By Gordon Corera
BBC security correspondent
In recent years, the notion of al-Qaeda as a decentralised organisation - a group that inspires attacks rather than organising and planning them itself - has gained common currency.
Security officials believe the al-Qaeda leadership has regrouped
But now senior counter-terrorist officials have told the BBC that they have seen evidence that this is no longer the case and that the threat has evolved.
It is believed that al-Qaeda has in fact regrouped in the Pakistan-Afghanistan border region and now poses a more direct threat, particularly to the UK.
Its communication channels and training facilities, which were heavily disrupted after the fall of the Taleban in Afghanistan, have been rebuilt and it is once more able to recruit members, communicate internationally and direct attacks.

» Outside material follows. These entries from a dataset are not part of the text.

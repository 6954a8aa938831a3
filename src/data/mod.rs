// ============================================================
// Layer 4 — Data Pipeline
// ============================================================
// Everything from raw corpus text to tensor batches:
//
//   corpus .txt / .tsv
//       │
//       ▼
//   loader               → reads UTF-8 files
//       │
//       ▼
//   SpanCorruptionDataset → pretraining examples (Burn Dataset)
//   NameDataset           → finetuning examples  (Burn Dataset)
//       │
//       ▼
//   LmBatcher             → stacks samples into [batch, block] tensors
//       │
//       ▼
//   DataLoader            → worker threads feed batches to the trainer
//
// Reference: Burn Book §4 (Datasets and Dataloaders)

/// Reads corpus files
pub mod loader;

/// Span-corruption pretraining dataset
pub mod corruption;

/// Name → birthplace finetuning dataset
pub mod names;

/// Implements Burn's Batcher trait to create tensor batches
pub mod batcher;

/// Seeded shuffle + train/validation split
pub mod splitter;
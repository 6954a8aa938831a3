// ============================================================
// Layer 3 — LmSample Domain Type
// ============================================================
// One supervised example for next-character prediction.
//
//   input  : the token window fed to the model
//   target : the token the model should predict at each position
//   mask   : 1 where the target is supervised, 0 where it is not
//
// All three have exactly `block_size` entries. The mask is kept
// explicitly (instead of being recomputed from PAD) so the loss
// never has to know which id means padding.

use serde::{Deserialize, Serialize};

use crate::error::{GptError, Result};

#[derive(Debug, Clone, PartialEq, Eq, Serialize, Deserialize)]
pub struct LmSample {
    pub input: Vec<u32>,
    pub target: Vec<u32>,
    pub mask: Vec<u8>,
}

impl LmSample {
    /// Build a sample whose mask marks every non-`pad_id` target.
    pub fn with_pad_mask(input: Vec<u32>, target: Vec<u32>, pad_id: u32) -> Self {
        let mask = target.iter().map(|&t| u8::from(t != pad_id)).collect();
        Self { input, target, mask }
    }

    pub fn len(&self) -> usize {
        self.input.len()
    }

    pub fn is_empty(&self) -> bool {
        self.input.is_empty()
    }

    /// Number of positions that contribute to the loss.
    pub fn supervised_tokens(&self) -> usize {
        self.mask.iter().filter(|&&m| m != 0).count()
    }

    /// Check that input, target and mask all have exactly `block_size` entries.
    pub fn validate(&self, block_size: usize) -> Result<()> {
        let lens = [self.input.len(), self.target.len(), self.mask.len()];
        if lens.iter().any(|&l| l != block_size) {
            return Err(GptError::DataShape(format!(
                "sample lengths (input, target, mask) = {lens:?}, expected {block_size} each"
            )));
        }
        Ok(())
    }
}
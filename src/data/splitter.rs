// ============================================================
// Layer 4 — Train/Validation Splitter
// ============================================================
// Shuffles examples and splits them into a training set and an
// optional validation set. The validation set drives
// best-loss checkpointing in the training loop.
//
// The shuffle takes an explicit seed so a split can be
// reproduced exactly; nothing here touches a global RNG.
//
// Uses Fisher-Yates shuffle via rand::seq::SliceRandom.
//
// Reference: rand crate documentation

use rand::{seq::SliceRandom, SeedableRng};
use rand_chacha::ChaCha8Rng;

/// Shuffle `samples` with `seed` and split into (train, validation).
///
/// `train_fraction` is clamped into [0, 1]; 1.0 puts everything
/// into the training set.
pub fn split_train_val<T>(mut samples: Vec<T>, train_fraction: f64, seed: u64) -> (Vec<T>, Vec<T>) {
    let mut rng = ChaCha8Rng::seed_from_u64(seed);
    samples.shuffle(&mut rng);

    let total = samples.len();
    let fraction = train_fraction.clamp(0.0, 1.0);
    let split_at = ((total as f64) * fraction).round() as usize;
    let split_at = split_at.min(total);

    let val = samples.split_off(split_at);

    tracing::debug!(
        "Dataset split: {} training, {} validation",
        samples.len(),
        val.len()
    );

    (samples, val)
}

// ─── Unit Tests ───────────────────────────────────────────────────────────────
#[cfg(test)]
mod tests {
    use super::*;

    #[test]
    fn test_correct_split_sizes() {
        let items: Vec<usize> = (0..100).collect();
        let (train, val) = split_train_val(items, 0.8, 0);
        assert_eq!(train.len(), 80);
        assert_eq!(val.len(), 20);
    }

    #[test]
    fn test_same_seed_same_split() {
        let (a, _) = split_train_val((0..50).collect::<Vec<_>>(), 0.7, 9);
        let (b, _) = split_train_val((0..50).collect::<Vec<_>>(), 0.7, 9);
        assert_eq!(a, b);
    }

    #[test]
    fn test_empty_dataset() {
        let items: Vec<usize> = Vec::new();
        let (train, val) = split_train_val(items, 0.8, 1);
        assert!(train.is_empty());
        assert!(val.is_empty());
    }

    #[test]
    fn test_full_training_split() {
        let items: Vec<usize> = (0..10).collect();
        let (train, val) = split_train_val(items, 1.0, 2);
        assert_eq!(train.len(), 10);
        assert!(val.is_empty());
    }
}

Officials also believe that the close connections between communities in the UK and Pakistan mean that even though al-Qaeda would also like to attack the United States and other countries, the UK is likely to be the primary target because of the volume of travel and contact between the two countries.
New recruits are carefully selected and go through a process of indoctrination
There were 400,000 visits by UK residents to Pakistan in 2004 and a very small number of those are thought to have involved trips to training camps linked to al-Qaeda.
New recruits are carefully selected and go through a process of indoctrination.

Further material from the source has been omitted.